恋ばか
第29章 ~好きになっちゃいけない人~
「う…ん…?」
次に目が覚めたのは、夕方だった。
「もう夕方か…」
時刻は午後四時。
「結構寝たな。」
十分睡眠をとったおかげか、頭がすっきりしていた。
「随分気持ちよさそうな顔だね。」
声がしたことに驚き、振り返る。
「…木原…先輩…」
なんで…?
予想外の出来事に、頭が全く働かない。
「…どうしたんです…か…?」
とりあえず、そう尋ねてみる。
「ちょっと話があってね。
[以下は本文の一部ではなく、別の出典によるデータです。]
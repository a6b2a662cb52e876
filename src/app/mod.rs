mod orchestrator;
mod pipeline;
mod runtime;
mod shutdown;
mod startup;
mod state;
mod types;

#[cfg(test)]
mod tests;

pub use orchestrator::{OfficecamOrchestrator, OfficecamOrchestratorBuilder, ShutdownTrigger};
pub use types::{PipelineState, ShutdownReason};
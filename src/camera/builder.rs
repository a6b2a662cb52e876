use super::interface::FrameSource;
use super::pattern::TestPatternSource;
use crate::config::CameraConfig;
use crate::error::{CameraError, OfficecamError, Result};
use std::path::Path;

/// Builder selecting the frame source backend from configuration
pub struct FrameSourceBuilder {
    config: Option<CameraConfig>,
}

impl FrameSourceBuilder {
    pub fn new() -> Self {
        Self { config: None }
    }

    pub fn config(mut self, config: CameraConfig) -> Self {
        self.config = Some(config);
        self
    }

    pub fn build(self) -> Result<Box<dyn FrameSource>> {
        let config = self
            .config
            .ok_or_else(|| OfficecamError::system("Camera configuration must be specified"))?;

        match config.source.as_str() {
            "test" => Ok(Box::new(TestPatternSource::new(&config))),
            "gstreamer" => gstreamer_source(config),
            other => Err(CameraError::Configuration {
                details: format!("Unknown camera source '{}'", other),
            }
            .into()),
        }
    }
}

impl Default for FrameSourceBuilder {
    fn default() -> Self {
        Self::new()
    }
}

/// Source decoding a video file, scaled to the camera resolution in `config`
pub fn video_file_source(config: CameraConfig, path: &Path) -> Result<Box<dyn FrameSource>> {
    file_source(config, path)
}

#[cfg(all(feature = "camera", target_os = "linux"))]
fn file_source(config: CameraConfig, path: &Path) -> Result<Box<dyn FrameSource>> {
    Ok(Box::new(super::gstreamer::GstFrameSource::for_file(config, path)))
}

#[cfg(not(all(feature = "camera", target_os = "linux")))]
fn file_source(_config: CameraConfig, path: &Path) -> Result<Box<dyn FrameSource>> {
    Err(CameraError::Configuration {
        details: format!(
            "Decoding video file {} requires the 'camera' feature on Linux",
            path.display()
        ),
    }
    .into())
}

#[cfg(all(feature = "camera", target_os = "linux"))]
fn gstreamer_source(config: CameraConfig) -> Result<Box<dyn FrameSource>> {
    Ok(Box::new(super::gstreamer::GstFrameSource::new(config)))
}

#[cfg(not(all(feature = "camera", target_os = "linux")))]
fn gstreamer_source(_config: CameraConfig) -> Result<Box<dyn FrameSource>> {
    Err(CameraError::Configuration {
        details: "GStreamer source requires the 'camera' feature on Linux".to_string(),
    }
    .into())
}
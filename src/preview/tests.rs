use super::protocol::{decode_header, encode_frame, read_frame, write_frame, FrameHeader, HEADER_LEN};
use super::*;
use crate::error::{OfficecamError, PreviewError};
use crate::frame::Frame;
use std::sync::Arc;
use std::time::{Duration, SystemTime};
use tokio::io::AsyncWriteExt;
use tokio::net::{TcpListener, TcpStream};
use tokio_util::sync::CancellationToken;

fn create_test_frame(height: u32, width: u32, channels: u32, seed: u8) -> Frame {
    let data = (0..(height * width * channels) as usize)
        .map(|i| (i as u8).wrapping_mul(31).wrapping_add(seed))
        .collect();
    Frame::new(u64::from(seed), SystemTime::now(), height, width, channels, data).unwrap()
}

fn create_test_artifacts() -> StageArtifacts {
    StageArtifacts {
        captured: create_test_frame(24, 32, 3, 1),
        downscaled: create_test_frame(12, 16, 3, 2),
        annotated: create_test_frame(12, 16, 3, 3),
    }
}

async fn create_test_hub() -> Arc<PreviewHub> {
    let listener = TcpListener::bind("127.0.0.1:0").await.unwrap();
    PreviewHub::with_listener(
        listener,
        Duration::from_millis(500),
        Duration::from_millis(20),
    )
}

async fn wait_for_stage(hub: &PreviewHub, stage: OutputStage) {
    let mut rx = hub.subscribe();
    tokio::time::timeout(Duration::from_secs(3), rx.wait_for(|s| *s == stage))
        .await
        .expect("stage not reached in time")
        .unwrap();
}

#[test]
fn test_stage_tokens() {
    assert_eq!("annotated".parse::<OutputStage>().unwrap(), OutputStage::Annotated);
    assert_eq!("  Captured\r\n".parse::<OutputStage>().unwrap(), OutputStage::Captured);
    assert_eq!("OFF".parse::<OutputStage>().unwrap(), OutputStage::Off);
    assert!(matches!(
        "bogus".parse::<OutputStage>(),
        Err(PreviewError::InvalidToken { token }) if token == "bogus"
    ));

    for stage in OutputStage::ALL {
        assert_eq!(stage.to_string().parse::<OutputStage>().unwrap(), stage);
    }
}

#[test]
fn test_stage_selects_matching_artifact() {
    let artifacts = create_test_artifacts();
    assert!(OutputStage::Off.select(&artifacts).is_none());
    assert_eq!(OutputStage::Captured.select(&artifacts).unwrap().id, 1);
    assert_eq!(OutputStage::Downscaled.select(&artifacts).unwrap().id, 2);
    assert_eq!(OutputStage::Annotated.select(&artifacts).unwrap().id, 3);
}

#[tokio::test]
async fn test_protocol_round_trip() {
    let frame = create_test_frame(240, 320, 3, 9);
    let (mut client, mut server) = tokio::io::duplex(64 * 1024);

    let sent = frame.clone();
    let writer = tokio::spawn(async move {
        write_frame(&mut server, &sent).await.unwrap();
    });

    let received = read_frame(&mut client, 0).await.unwrap().unwrap();
    writer.await.unwrap();

    assert_eq!(received.shape(), (240, 320, 3));
    assert_eq!(received.data, frame.data);
}

#[test]
fn test_encoded_header_is_big_endian() {
    let frame = create_test_frame(2, 3, 1, 0);
    let encoded = encode_frame(&frame);
    assert_eq!(&encoded[..HEADER_LEN], &[0, 0, 0, 2, 0, 0, 0, 3, 0, 0, 0, 1]);
    assert_eq!(encoded.len(), HEADER_LEN + 6);
}

#[test]
fn test_decode_header_rejects_bad_shapes() {
    let mut raw = [0u8; HEADER_LEN];
    raw[3] = 4;
    raw[7] = 4;
    assert!(decode_header(&raw).is_err());

    raw[11] = 3;
    assert_eq!(
        decode_header(&raw).unwrap(),
        FrameHeader {
            height: 4,
            width: 4,
            channels: 3
        }
    );

    let huge = [0, 0, 0x40, 0, 0, 0, 0x40, 0, 0, 0, 0, 3];
    assert!(matches!(
        decode_header(&huge),
        Err(PreviewError::Protocol { .. })
    ));
}

#[tokio::test]
async fn test_read_frame_eof_handling() {
    let mut empty: &[u8] = &[];
    assert!(read_frame(&mut empty, 0).await.unwrap().is_none());

    let mut partial_header: &[u8] = &[0, 0, 0, 2, 0];
    assert!(matches!(
        read_frame(&mut partial_header, 0).await,
        Err(OfficecamError::Preview(PreviewError::Protocol { .. }))
    ));

    let encoded = encode_frame(&create_test_frame(2, 2, 3, 0));
    let mut truncated = &encoded[..encoded.len() - 1];
    assert!(matches!(
        read_frame(&mut truncated, 0).await,
        Err(OfficecamError::Preview(PreviewError::Protocol { .. }))
    ));
}

#[tokio::test]
async fn test_offer_is_noop_when_off() {
    let hub = create_test_hub().await;
    assert!(!hub.offer(&create_test_artifacts()));
    assert!(!hub.has_pending_frame());
}

#[tokio::test]
async fn test_set_stage_starts_and_joins_worker() {
    let hub = create_test_hub().await;

    hub.set_stage(OutputStage::Downscaled).await;
    assert!(hub.worker_running().await);

    // Switching between on-stages keeps the worker
    hub.set_stage(OutputStage::Annotated).await;
    assert!(hub.worker_running().await);
    assert_eq!(hub.stage(), OutputStage::Annotated);

    hub.set_stage(OutputStage::Off).await;
    assert!(!hub.worker_running().await);

    // Off again is a no-op
    hub.set_stage(OutputStage::Off).await;
    assert_eq!(hub.stage(), OutputStage::Off);
}

#[tokio::test]
async fn test_control_tokens_drive_stage() {
    let hub = create_test_hub().await;
    let control = ControlServer::bind("127.0.0.1:0".parse().unwrap())
        .await
        .unwrap();
    let control_addr = control.local_addr().unwrap();
    let cancel = CancellationToken::new();
    let server = tokio::spawn(control.serve(Arc::clone(&hub), cancel.clone()));

    send_stage(control_addr, OutputStage::Annotated).await.unwrap();
    wait_for_stage(&hub, OutputStage::Annotated).await;
    assert!(hub.worker_running().await);

    send_stage(control_addr, OutputStage::Off).await.unwrap();
    wait_for_stage(&hub, OutputStage::Off).await;
    assert!(!hub.worker_running().await);

    let mut raw = TcpStream::connect(control_addr).await.unwrap();
    raw.write_all(b"bogus").await.unwrap();
    raw.shutdown().await.unwrap();
    drop(raw);

    // A valid command after the bogus one proves the bogus one was processed first
    send_stage(control_addr, OutputStage::Off).await.unwrap();
    tokio::time::sleep(Duration::from_millis(100)).await;
    assert_eq!(hub.stage(), OutputStage::Off);
    assert!(!hub.worker_running().await);

    cancel.cancel();
    tokio::time::timeout(Duration::from_secs(1), server)
        .await
        .unwrap()
        .unwrap();
}

#[tokio::test]
async fn test_control_token_without_newline_waits_for_eof() {
    let hub = create_test_hub().await;
    let control = ControlServer::bind("127.0.0.1:0".parse().unwrap())
        .await
        .unwrap();
    let control_addr = control.local_addr().unwrap();
    let cancel = CancellationToken::new();
    let server = tokio::spawn(control.serve(Arc::clone(&hub), cancel.clone()));

    let mut raw = TcpStream::connect(control_addr).await.unwrap();
    raw.write_all(b"capt").await.unwrap();
    tokio::time::sleep(Duration::from_millis(50)).await;
    raw.write_all(b"ured").await.unwrap();
    raw.shutdown().await.unwrap();

    wait_for_stage(&hub, OutputStage::Captured).await;

    hub.shutdown().await;
    cancel.cancel();
    server.await.unwrap();
}

/// Keep offering artifacts until stopped, as the processing loop would
fn spawn_feeder(hub: Arc<PreviewHub>, stop: CancellationToken) -> tokio::task::JoinHandle<()> {
    tokio::spawn(async move {
        let artifacts = create_test_artifacts();
        while !stop.is_cancelled() {
            hub.offer(&artifacts);
            tokio::time::sleep(Duration::from_millis(5)).await;
        }
    })
}

#[tokio::test]
async fn test_viewer_receives_selected_stage() {
    let hub = create_test_hub().await;
    let stream_addr = hub.local_addr().unwrap();
    hub.set_stage(OutputStage::Captured).await;

    let stop = CancellationToken::new();
    let feeder = spawn_feeder(Arc::clone(&hub), stop.clone());

    let mut client = PreviewClient::connect(stream_addr).await.unwrap();
    let frame = tokio::time::timeout(Duration::from_secs(3), client.next_frame())
        .await
        .unwrap()
        .unwrap()
        .unwrap();
    assert_eq!(frame.shape(), (24, 32, 3));
    assert_eq!(frame.data, create_test_artifacts().captured.data);

    hub.set_stage(OutputStage::Annotated).await;
    let annotated = tokio::time::timeout(Duration::from_secs(3), async {
        loop {
            let frame = client.next_frame().await.unwrap().unwrap();
            if frame.shape() == (12, 16, 3) {
                return frame;
            }
        }
    })
    .await
    .unwrap();
    assert_eq!(annotated.data, create_test_artifacts().annotated.data);

    hub.set_stage(OutputStage::Off).await;
    let closed = tokio::time::timeout(Duration::from_secs(3), async {
        loop {
            match client.next_frame().await {
                Ok(Some(_)) => continue,
                _ => return,
            }
        }
    })
    .await;
    assert!(closed.is_ok(), "stream should close when preview is turned off");

    stop.cancel();
    feeder.await.unwrap();
}

#[tokio::test]
async fn test_sender_reaccepts_after_viewer_leaves() {
    let hub = create_test_hub().await;
    let stream_addr = hub.local_addr().unwrap();
    hub.set_stage(OutputStage::Downscaled).await;

    let stop = CancellationToken::new();
    let feeder = spawn_feeder(Arc::clone(&hub), stop.clone());

    let mut first = PreviewClient::connect(stream_addr).await.unwrap();
    tokio::time::timeout(Duration::from_secs(3), first.next_frame())
        .await
        .unwrap()
        .unwrap()
        .unwrap();
    drop(first);

    let mut second = PreviewClient::connect(stream_addr).await.unwrap();
    let frame = tokio::time::timeout(Duration::from_secs(5), second.next_frame())
        .await
        .unwrap()
        .unwrap()
        .unwrap();
    assert_eq!(frame.shape(), (12, 16, 3));
    assert!(hub.worker_running().await);

    stop.cancel();
    feeder.await.unwrap();
    hub.shutdown().await;
    assert!(!hub.worker_running().await);
}

#[tokio::test]
async fn test_mjpeg_recorder_appends_frames() {
    let dir = tempfile::tempdir().unwrap();
    let path = dir.path().join("preview.mjpeg");

    let mut recorder = MjpegRecorder::create(&path, 80).await.unwrap();
    recorder.record(&create_test_frame(16, 16, 3, 4)).await.unwrap();
    recorder.record(&create_test_frame(16, 16, 3, 5)).await.unwrap();
    assert_eq!(recorder.finish().await.unwrap(), 2);

    let bytes = std::fs::read(&path).unwrap();
    assert_eq!(&bytes[..2], &[0xFF, 0xD8]);
    assert_eq!(&bytes[bytes.len() - 2..], &[0xFF, 0xD9]);
    assert!(bytes.len() > 4);
}

#[tokio::test]
async fn test_bogus_token_keeps_active_stage() {
    let hub = create_test_hub().await;
    let control = ControlServer::bind("127.0.0.1:0".parse().unwrap())
        .await
        .unwrap();
    let control_addr = control.local_addr().unwrap();
    let cancel = CancellationToken::new();
    let server = tokio::spawn(control.serve(Arc::clone(&hub), cancel.clone()));

    send_stage(control_addr, OutputStage::Annotated).await.unwrap();
    wait_for_stage(&hub, OutputStage::Annotated).await;
    let mut changes = hub.subscribe();
    changes.borrow_and_update();

    let mut raw = TcpStream::connect(control_addr).await.unwrap();
    raw.write_all(b"bogus\n").await.unwrap();
    raw.shutdown().await.unwrap();
    drop(raw);

    // Connections are handled in order, so this one follows the bogus token
    send_stage(control_addr, OutputStage::Annotated).await.unwrap();
    tokio::time::sleep(Duration::from_millis(200)).await;

    assert!(!changes.has_changed().unwrap());
    assert_eq!(hub.stage(), OutputStage::Annotated);
    assert!(hub.worker_running().await);

    cancel.cancel();
    tokio::time::timeout(Duration::from_secs(1), server)
        .await
        .unwrap()
        .unwrap();
    hub.shutdown().await;
}

#[tokio::test]
async fn test_switching_active_stage_drops_queued_frame() {
    let hub = create_test_hub().await;
    hub.set_stage(OutputStage::Captured).await;

    // No viewer is connected, so the offered frame stays queued
    assert!(hub.offer(&create_test_artifacts()));
    assert!(hub.has_pending_frame());

    hub.set_stage(OutputStage::Downscaled).await;
    assert!(!hub.has_pending_frame());
    assert!(hub.worker_running().await);

    hub.shutdown().await;
}

#[tokio::test]
async fn test_shutdown_refuses_stages_until_resumed() {
    let hub = create_test_hub().await;
    hub.set_stage(OutputStage::Annotated).await;

    hub.shutdown().await;
    assert_eq!(hub.stage(), OutputStage::Off);
    assert!(!hub.worker_running().await);

    hub.set_stage(OutputStage::Captured).await;
    assert_eq!(hub.stage(), OutputStage::Off);
    assert!(!hub.worker_running().await);

    hub.resume().await;
    hub.set_stage(OutputStage::Captured).await;
    assert_eq!(hub.stage(), OutputStage::Captured);
    assert!(hub.worker_running().await);

    hub.shutdown().await;
}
」
そう言って笑った木原先輩を見て、背筋が凍りついた。
(…あの時と同じだ。)
資料室に呼び出された時と…
「君さぁ…ほんと、僕の気に障ることばっかりしてくるよね。」
「え?」
気に障ること?
「あんなことした後で、気持ちよさそうに寝てるし。」
木原先輩の言ってることがわからない。
「ぁ、あの…」
「なに?」
恐る恐る口を開いた。
「なんのことだかわからないんですけど…」
正直にそう言うと、木原先輩は驚いたように目を見開いた。
「君の幼馴染から聞いてないの?」
ユイから?
「そっか…結崎君は話してないのか。」
「だから、なにをですか?」
だんだんとイライラしてきた。
「君さ、階段から落ちたのに左腕を骨折しただけで済んだのはなんでだと思う?」
「え?」
急になにを…?
「落ちてる間、意識を失ってたんだよね?」
「………はい。」
木原先輩の言葉に、正直に頷いた。
「受け身もとれない人間が、階段から落ちたらどうなるかな?」
だんだんと、話が読めてきた。
「左腕の骨折だけじゃ済まないと思わない?」
「………」
確かに…どうして俺は、骨折だけで済んだ?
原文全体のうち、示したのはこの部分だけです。